-------- Data for this exercise

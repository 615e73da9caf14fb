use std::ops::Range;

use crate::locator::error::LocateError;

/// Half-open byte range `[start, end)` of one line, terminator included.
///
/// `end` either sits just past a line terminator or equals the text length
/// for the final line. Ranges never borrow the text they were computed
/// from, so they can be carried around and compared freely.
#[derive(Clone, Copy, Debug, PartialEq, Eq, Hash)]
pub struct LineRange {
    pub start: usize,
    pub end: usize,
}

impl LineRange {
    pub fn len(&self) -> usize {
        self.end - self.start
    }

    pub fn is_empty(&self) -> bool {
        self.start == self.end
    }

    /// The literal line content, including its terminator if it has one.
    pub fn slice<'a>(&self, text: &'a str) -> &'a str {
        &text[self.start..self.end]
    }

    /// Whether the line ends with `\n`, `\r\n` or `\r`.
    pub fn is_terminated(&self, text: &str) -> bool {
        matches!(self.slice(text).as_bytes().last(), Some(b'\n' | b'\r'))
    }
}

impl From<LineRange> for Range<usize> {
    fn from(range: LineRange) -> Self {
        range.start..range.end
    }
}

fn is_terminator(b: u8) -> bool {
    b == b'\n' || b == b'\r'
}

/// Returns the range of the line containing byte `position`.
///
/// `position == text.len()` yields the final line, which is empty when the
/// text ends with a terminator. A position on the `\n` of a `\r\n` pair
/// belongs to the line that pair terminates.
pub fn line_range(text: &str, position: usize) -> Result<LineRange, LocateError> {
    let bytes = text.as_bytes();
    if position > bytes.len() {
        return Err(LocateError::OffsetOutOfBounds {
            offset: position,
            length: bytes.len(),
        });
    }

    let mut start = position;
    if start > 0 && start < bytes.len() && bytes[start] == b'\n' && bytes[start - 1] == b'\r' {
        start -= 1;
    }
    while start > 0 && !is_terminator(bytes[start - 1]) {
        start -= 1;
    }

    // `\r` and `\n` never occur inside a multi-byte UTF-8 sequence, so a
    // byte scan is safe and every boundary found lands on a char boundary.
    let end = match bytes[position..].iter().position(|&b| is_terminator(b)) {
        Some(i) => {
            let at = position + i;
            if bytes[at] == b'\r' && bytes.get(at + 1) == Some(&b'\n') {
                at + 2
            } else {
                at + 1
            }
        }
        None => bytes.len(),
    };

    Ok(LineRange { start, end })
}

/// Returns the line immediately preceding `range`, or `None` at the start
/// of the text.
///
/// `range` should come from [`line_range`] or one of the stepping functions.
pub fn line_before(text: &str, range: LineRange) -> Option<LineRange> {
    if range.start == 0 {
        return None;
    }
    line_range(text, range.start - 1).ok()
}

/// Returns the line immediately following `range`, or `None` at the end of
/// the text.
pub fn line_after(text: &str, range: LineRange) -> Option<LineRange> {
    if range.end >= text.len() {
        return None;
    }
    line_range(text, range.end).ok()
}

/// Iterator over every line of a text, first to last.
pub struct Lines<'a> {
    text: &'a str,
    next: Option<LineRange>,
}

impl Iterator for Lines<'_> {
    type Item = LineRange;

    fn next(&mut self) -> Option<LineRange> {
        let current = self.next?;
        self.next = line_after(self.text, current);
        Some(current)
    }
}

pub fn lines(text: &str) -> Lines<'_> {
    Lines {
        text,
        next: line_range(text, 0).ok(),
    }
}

----------------
-------- Data for this exercise

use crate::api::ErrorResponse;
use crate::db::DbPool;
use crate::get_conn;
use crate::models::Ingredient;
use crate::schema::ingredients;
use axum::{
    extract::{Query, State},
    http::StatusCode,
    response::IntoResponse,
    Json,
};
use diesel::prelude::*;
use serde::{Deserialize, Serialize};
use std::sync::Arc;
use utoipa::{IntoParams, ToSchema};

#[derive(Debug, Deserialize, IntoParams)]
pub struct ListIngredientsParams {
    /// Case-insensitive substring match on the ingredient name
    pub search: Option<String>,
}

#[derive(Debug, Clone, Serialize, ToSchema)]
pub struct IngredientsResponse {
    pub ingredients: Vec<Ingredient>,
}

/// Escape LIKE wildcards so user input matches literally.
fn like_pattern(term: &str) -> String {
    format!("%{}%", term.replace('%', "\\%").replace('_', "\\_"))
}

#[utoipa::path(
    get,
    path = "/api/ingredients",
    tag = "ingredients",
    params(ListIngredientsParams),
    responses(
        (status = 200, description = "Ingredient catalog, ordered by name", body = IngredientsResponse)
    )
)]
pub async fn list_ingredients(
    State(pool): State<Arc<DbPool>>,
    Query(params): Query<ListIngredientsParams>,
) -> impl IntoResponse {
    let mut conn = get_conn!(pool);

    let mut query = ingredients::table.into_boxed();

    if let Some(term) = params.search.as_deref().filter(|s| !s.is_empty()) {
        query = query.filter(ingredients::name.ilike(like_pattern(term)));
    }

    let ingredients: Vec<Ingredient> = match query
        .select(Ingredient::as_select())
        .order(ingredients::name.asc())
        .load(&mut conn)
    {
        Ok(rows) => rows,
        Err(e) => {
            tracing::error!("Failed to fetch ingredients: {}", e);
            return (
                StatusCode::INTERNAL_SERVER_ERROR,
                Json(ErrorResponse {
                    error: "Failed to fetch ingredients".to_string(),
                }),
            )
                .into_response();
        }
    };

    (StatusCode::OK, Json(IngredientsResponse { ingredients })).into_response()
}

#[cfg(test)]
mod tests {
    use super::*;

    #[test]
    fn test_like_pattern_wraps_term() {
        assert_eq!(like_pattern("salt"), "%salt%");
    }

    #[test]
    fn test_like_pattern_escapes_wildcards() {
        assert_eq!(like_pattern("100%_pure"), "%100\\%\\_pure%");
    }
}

----------------

▸ **Problem description**: Look over the material above and show each line where "IngredientsResponse" appears.

▸ **Solution below**:
pub struct IngredientsResponse {
        (status = 200, description = "Ingredient catalog, ordered by name", body = IngredientsResponse)
    (StatusCode::OK, Json(IngredientsResponse { ingredients })).into_response()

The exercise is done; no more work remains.